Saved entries

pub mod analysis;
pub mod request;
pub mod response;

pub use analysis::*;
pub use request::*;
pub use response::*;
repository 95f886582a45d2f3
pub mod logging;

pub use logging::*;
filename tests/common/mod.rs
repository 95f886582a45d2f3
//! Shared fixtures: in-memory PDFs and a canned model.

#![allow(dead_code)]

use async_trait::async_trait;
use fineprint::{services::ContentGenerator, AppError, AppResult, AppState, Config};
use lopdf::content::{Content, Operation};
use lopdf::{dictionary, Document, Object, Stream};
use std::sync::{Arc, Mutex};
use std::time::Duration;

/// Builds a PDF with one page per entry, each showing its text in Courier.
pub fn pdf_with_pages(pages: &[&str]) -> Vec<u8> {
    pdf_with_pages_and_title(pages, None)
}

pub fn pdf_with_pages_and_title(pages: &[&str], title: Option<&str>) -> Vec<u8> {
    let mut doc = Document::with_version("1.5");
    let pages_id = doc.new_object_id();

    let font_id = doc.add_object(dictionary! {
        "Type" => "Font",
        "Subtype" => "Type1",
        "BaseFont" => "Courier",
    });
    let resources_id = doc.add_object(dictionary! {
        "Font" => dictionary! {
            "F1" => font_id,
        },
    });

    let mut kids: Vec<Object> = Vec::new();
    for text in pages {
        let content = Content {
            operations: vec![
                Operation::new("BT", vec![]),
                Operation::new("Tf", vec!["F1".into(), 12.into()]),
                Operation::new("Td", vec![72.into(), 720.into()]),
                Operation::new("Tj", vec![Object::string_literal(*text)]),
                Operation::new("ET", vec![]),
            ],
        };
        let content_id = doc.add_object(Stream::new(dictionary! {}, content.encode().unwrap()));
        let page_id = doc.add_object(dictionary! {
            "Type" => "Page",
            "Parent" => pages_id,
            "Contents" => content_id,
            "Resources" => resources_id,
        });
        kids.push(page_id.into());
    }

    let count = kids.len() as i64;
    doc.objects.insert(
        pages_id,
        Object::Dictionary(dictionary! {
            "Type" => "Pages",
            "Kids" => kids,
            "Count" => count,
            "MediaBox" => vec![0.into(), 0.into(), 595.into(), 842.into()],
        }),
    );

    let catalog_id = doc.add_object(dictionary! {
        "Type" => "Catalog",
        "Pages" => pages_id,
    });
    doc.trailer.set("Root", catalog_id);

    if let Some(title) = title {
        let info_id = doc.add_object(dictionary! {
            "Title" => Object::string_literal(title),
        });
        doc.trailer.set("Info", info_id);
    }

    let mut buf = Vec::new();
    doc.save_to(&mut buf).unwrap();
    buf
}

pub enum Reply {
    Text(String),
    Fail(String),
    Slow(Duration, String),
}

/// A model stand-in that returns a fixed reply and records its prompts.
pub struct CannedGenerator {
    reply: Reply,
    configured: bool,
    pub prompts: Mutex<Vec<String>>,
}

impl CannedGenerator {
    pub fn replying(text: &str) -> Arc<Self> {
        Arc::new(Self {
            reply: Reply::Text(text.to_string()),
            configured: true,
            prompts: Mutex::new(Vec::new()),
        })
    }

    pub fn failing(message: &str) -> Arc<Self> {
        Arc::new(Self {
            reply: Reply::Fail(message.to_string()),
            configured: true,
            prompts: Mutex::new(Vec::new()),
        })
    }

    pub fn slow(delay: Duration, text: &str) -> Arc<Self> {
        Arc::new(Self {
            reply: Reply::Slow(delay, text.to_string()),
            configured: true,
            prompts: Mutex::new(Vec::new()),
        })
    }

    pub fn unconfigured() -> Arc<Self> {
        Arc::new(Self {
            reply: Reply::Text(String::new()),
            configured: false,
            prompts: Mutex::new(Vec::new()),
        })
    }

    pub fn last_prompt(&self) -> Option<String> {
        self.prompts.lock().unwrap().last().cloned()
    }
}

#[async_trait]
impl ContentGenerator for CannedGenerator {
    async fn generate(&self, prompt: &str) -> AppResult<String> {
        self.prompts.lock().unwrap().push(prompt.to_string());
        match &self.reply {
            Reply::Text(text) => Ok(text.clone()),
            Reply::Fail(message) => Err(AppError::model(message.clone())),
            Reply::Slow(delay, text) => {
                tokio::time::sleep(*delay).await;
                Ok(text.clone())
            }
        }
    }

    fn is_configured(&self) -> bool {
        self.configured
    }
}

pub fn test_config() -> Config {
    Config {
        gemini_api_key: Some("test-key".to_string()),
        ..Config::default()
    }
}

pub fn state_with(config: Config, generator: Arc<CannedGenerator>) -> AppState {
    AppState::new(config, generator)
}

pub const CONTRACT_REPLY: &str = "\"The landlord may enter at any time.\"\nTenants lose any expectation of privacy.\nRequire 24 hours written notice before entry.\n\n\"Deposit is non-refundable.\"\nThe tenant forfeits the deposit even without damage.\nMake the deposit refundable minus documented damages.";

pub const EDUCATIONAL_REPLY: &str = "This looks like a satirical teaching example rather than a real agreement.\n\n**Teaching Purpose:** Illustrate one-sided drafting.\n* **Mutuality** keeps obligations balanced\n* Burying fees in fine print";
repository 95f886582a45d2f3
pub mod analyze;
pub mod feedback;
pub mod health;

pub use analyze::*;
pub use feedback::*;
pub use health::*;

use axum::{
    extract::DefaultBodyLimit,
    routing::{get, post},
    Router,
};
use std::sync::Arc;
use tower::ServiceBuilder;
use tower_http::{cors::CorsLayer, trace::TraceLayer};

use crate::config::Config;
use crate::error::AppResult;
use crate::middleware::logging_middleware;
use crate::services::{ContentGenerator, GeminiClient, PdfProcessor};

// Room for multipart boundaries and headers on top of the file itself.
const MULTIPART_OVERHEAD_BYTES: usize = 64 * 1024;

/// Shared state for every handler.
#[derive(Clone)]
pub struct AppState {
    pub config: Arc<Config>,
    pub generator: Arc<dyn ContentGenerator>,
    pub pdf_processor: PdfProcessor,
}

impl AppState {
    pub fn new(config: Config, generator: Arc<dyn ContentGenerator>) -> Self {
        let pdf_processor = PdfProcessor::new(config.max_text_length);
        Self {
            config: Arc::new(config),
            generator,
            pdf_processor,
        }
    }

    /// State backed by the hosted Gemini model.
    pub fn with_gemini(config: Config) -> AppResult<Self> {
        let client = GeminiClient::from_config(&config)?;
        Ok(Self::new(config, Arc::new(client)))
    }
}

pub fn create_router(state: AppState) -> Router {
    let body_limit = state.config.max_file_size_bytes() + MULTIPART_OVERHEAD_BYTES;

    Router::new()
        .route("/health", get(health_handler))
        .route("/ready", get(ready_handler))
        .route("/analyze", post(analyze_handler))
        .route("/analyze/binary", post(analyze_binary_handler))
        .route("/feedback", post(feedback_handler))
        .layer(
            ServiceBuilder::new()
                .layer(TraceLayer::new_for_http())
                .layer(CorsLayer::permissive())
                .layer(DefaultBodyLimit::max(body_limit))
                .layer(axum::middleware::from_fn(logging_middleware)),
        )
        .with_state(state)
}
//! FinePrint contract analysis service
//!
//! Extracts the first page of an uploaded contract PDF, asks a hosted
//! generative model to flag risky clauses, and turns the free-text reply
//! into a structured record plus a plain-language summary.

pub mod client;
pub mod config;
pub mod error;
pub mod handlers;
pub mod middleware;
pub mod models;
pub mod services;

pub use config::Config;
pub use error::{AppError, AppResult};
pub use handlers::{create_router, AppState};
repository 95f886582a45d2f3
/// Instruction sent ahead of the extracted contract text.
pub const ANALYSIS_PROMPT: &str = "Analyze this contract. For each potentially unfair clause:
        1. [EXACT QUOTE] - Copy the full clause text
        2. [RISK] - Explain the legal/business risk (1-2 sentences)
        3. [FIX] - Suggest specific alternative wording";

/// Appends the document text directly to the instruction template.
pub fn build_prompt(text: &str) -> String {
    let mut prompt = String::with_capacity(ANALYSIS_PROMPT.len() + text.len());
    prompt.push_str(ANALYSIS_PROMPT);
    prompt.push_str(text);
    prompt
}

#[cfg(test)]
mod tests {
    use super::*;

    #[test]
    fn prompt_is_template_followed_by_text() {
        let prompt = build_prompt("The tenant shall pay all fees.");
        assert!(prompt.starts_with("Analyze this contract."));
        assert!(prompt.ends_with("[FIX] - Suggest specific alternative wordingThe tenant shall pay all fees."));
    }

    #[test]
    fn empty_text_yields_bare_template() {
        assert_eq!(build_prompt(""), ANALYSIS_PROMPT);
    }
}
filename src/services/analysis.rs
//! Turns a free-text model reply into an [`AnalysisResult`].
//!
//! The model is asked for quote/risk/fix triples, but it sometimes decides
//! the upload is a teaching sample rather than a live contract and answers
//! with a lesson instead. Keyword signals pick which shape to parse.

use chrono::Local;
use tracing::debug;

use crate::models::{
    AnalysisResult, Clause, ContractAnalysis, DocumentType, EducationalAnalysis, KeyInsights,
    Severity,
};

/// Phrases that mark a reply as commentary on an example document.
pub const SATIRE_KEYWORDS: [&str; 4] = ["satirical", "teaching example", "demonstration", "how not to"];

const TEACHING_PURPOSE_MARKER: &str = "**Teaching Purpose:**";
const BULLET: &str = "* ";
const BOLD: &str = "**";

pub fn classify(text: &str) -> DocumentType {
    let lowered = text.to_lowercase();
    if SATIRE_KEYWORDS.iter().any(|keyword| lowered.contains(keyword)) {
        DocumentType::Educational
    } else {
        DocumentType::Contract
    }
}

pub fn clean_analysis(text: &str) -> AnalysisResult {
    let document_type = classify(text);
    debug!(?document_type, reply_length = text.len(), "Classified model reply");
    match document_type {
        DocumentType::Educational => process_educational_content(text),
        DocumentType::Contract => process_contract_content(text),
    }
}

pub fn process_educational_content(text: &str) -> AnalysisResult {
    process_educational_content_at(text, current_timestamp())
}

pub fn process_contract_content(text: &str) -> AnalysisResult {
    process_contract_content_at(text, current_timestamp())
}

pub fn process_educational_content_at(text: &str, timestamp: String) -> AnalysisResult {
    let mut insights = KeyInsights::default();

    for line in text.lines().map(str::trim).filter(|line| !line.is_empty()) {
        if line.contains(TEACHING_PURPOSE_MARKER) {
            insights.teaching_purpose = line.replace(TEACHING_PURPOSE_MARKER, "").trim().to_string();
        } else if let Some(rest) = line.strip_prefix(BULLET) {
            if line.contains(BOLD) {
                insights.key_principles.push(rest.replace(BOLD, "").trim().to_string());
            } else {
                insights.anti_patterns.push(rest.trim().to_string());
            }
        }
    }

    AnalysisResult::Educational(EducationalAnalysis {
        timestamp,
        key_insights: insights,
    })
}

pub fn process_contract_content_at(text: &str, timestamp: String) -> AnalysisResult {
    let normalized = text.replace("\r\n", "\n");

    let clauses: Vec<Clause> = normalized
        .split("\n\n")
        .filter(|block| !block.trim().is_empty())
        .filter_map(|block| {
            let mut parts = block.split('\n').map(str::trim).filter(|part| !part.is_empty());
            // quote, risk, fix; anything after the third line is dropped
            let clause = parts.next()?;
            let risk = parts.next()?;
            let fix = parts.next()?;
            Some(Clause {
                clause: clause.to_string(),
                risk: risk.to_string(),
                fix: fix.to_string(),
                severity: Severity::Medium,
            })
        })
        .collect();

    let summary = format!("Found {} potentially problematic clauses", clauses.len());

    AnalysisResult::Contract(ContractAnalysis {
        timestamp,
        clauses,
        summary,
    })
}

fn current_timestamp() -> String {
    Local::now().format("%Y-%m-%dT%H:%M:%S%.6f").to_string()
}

To do:
Each line of the entries above that includes "filename" counts once; state how many such lines there are, with the number as the only answer.

Answer box:
2